Assignment.
Copy every line of the material precisely.

Dataset records.
--------------------------------------------------

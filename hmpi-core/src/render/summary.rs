//! Dataset-level tier counts.

use serde::Serialize;

use crate::classify::SeverityTier;
use crate::metric::MetricId;
use crate::view::DatasetView;

#[derive(Clone, Copy, Debug, Default, PartialEq, Eq, Serialize)]
pub struct TierCounts {
    pub safe: usize,
    pub elevated: usize,
    pub exceeded: usize,
}

impl TierCounts {
    pub fn add(&mut self, tier: SeverityTier) {
        match tier {
            SeverityTier::Safe => self.safe += 1,
            SeverityTier::Elevated => self.elevated += 1,
            SeverityTier::Exceeded => self.exceeded += 1,
        }
    }

    pub fn get(&self, tier: SeverityTier) -> usize {
        match tier {
            SeverityTier::Safe => self.safe,
            SeverityTier::Elevated => self.elevated,
            SeverityTier::Exceeded => self.exceeded,
        }
    }

    pub fn total(&self) -> usize {
        self.safe + self.elevated + self.exceeded
    }
}

#[derive(Clone, Debug, PartialEq, Serialize)]
pub struct MetricSummary {
    pub metric: MetricId,
    pub limit: Option<f64>,
    pub max: f64,
    pub tiers: TierCounts,
}

#[derive(Clone, Debug, PartialEq, Serialize)]
pub struct DatasetSummary {
    pub samples: usize,
    pub metrics: Vec<MetricSummary>,
    /// `(min, max)` over samples that carry an index.
    pub pollution_index_range: Option<(f64, f64)>,
    /// Samples with at least one `Exceeded` reading.
    pub samples_exceeding: usize,
}

pub fn summarize(view: &DatasetView) -> DatasetSummary {
    let mut metrics: Vec<MetricSummary> = view
        .metrics()
        .iter()
        .zip(view.limits())
        .zip(view.maxima())
        .map(|((metric, &limit), &max)| MetricSummary {
            metric: metric.clone(),
            limit,
            max,
            tiers: TierCounts::default(),
        })
        .collect();

    let mut range: Option<(f64, f64)> = None;
    let mut samples_exceeding = 0;
    for row in view.rows() {
        for (summary, entry) in metrics.iter_mut().zip(row.entries()) {
            summary.tiers.add(entry.tier);
        }
        if row.worst_tier() == SeverityTier::Exceeded {
            samples_exceeding += 1;
        }
        if let Some(hmpi) = row.pollution_index() {
            range = Some(match range {
                Some((lo, hi)) => (lo.min(hmpi), hi.max(hmpi)),
                None => (hmpi, hmpi),
            });
        }
    }

    DatasetSummary {
        samples: view.len(),
        metrics,
        pollution_index_range: range,
        samples_exceeding,
    }
}

#[cfg(test)]
mod tests {
    use super::*;
    use crate::sample::Sample;
    use crate::thresholds::ThresholdTable;

    #[test]
    fn counts_tiers_per_metric() {
        let samples = vec![
            Sample::new("S1").with_observation("Cu", 1.0).with_pollution_index(12.5),
            Sample::new("S2").with_observation("Cu", 2.5),
            Sample::new("S3").with_observation("Cu", 1.8).with_pollution_index(80.0),
        ];
        let view = DatasetView::project(&samples, &ThresholdTable::who());
        let s = summarize(&view);
        assert_eq!(s.samples, 3);
        assert_eq!(s.metrics.len(), 1);
        let cu = &s.metrics[0];
        assert_eq!(cu.max, 2.5);
        assert_eq!(cu.tiers, TierCounts { safe: 1, elevated: 1, exceeded: 1 });
        assert_eq!(cu.tiers.total(), 3);
        assert_eq!(s.samples_exceeding, 1);
        assert_eq!(s.pollution_index_range, Some((12.5, 80.0)));
    }

    #[test]
    fn empty_dataset() {
        let view = DatasetView::project(&[], &ThresholdTable::who());
        let s = summarize(&view);
        assert_eq!(s.samples, 0);
        assert!(s.metrics.is_empty());
        assert_eq!(s.pollution_index_range, None);
    }
}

--------------------------------------------------

Answer to this task.
filename hmpi-core/src/render/summary.rs
//! Dataset-level tier counts.

use serde::Serialize;

use crate::classify::SeverityTier;
use crate::metric::MetricId;
use crate::view::DatasetView;

#[derive(Clone, Copy, Debug, Default, PartialEq, Eq, Serialize)]
pub struct TierCounts {
    pub safe: usize,
    pub elevated: usize,
    pub exceeded: usize,
}

impl TierCounts {
    pub fn add(&mut self, tier: SeverityTier) {
        match tier {
            SeverityTier::Safe => self.safe += 1,
            SeverityTier::Elevated => self.elevated += 1,
            SeverityTier::Exceeded => self.exceeded += 1,
        }
    }

    pub fn get(&self, tier: SeverityTier) -> usize {
        match tier {
            SeverityTier::Safe => self.safe,
            SeverityTier::Elevated => self.elevated,
            SeverityTier::Exceeded => self.exceeded,
        }
    }

    pub fn total(&self) -> usize {
        self.safe + self.elevated + self.exceeded
    }
}

#[derive(Clone, Debug, PartialEq, Serialize)]
pub struct MetricSummary {
    pub metric: MetricId,
    pub limit: Option<f64>,
    pub max: f64,
    pub tiers: TierCounts,
}

#[derive(Clone, Debug, PartialEq, Serialize)]
pub struct DatasetSummary {
    pub samples: usize,
    pub metrics: Vec<MetricSummary>,
    /// `(min, max)` over samples that carry an index.
    pub pollution_index_range: Option<(f64, f64)>,
    /// Samples with at least one `Exceeded` reading.
    pub samples_exceeding: usize,
}

pub fn summarize(view: &DatasetView) -> DatasetSummary {
    let mut metrics: Vec<MetricSummary> = view
        .metrics()
        .iter()
        .zip(view.limits())
        .zip(view.maxima())
        .map(|((metric, &limit), &max)| MetricSummary {
            metric: metric.clone(),
            limit,
            max,
            tiers: TierCounts::default(),
        })
        .collect();

    let mut range: Option<(f64, f64)> = None;
    let mut samples_exceeding = 0;
    for row in view.rows() {
        for (summary, entry) in metrics.iter_mut().zip(row.entries()) {
            summary.tiers.add(entry.tier);
        }
        if row.worst_tier() == SeverityTier::Exceeded {
            samples_exceeding += 1;
        }
        if let Some(hmpi) = row.pollution_index() {
            range = Some(match range {
                Some((lo, hi)) => (lo.min(hmpi), hi.max(hmpi)),
                None => (hmpi, hmpi),
            });
        }
    }

    DatasetSummary {
        samples: view.len(),
        metrics,
        pollution_index_range: range,
        samples_exceeding,
    }
}

#[cfg(test)]
mod tests {
    use super::*;
    use crate::sample::Sample;
    use crate::thresholds::ThresholdTable;

    #[test]
    fn counts_tiers_per_metric() {
        let samples = vec![
            Sample::new("S1").with_observation("Cu", 1.0).with_pollution_index(12.5),
            Sample::new("S2").with_observation("Cu", 2.5),
            Sample::new("S3").with_observation("Cu", 1.8).with_pollution_index(80.0),
        ];
        let view = DatasetView::project(&samples, &ThresholdTable::who());
        let s = summarize(&view);
        assert_eq!(s.samples, 3);
        assert_eq!(s.metrics.len(), 1);
        let cu = &s.metrics[0];
        assert_eq!(cu.max, 2.5);
        assert_eq!(cu.tiers, TierCounts { safe: 1, elevated: 1, exceeded: 1 });
        assert_eq!(cu.tiers.total(), 3);
        assert_eq!(s.samples_exceeding, 1);
        assert_eq!(s.pollution_index_range, Some((12.5, 80.0)));
    }

    #[test]
    fn empty_dataset() {
        let view = DatasetView::project(&[], &ThresholdTable::who());
        let s = summarize(&view);
        assert_eq!(s.samples, 0);
        assert!(s.metrics.is_empty());
        assert_eq!(s.pollution_index_range, None);
    }
}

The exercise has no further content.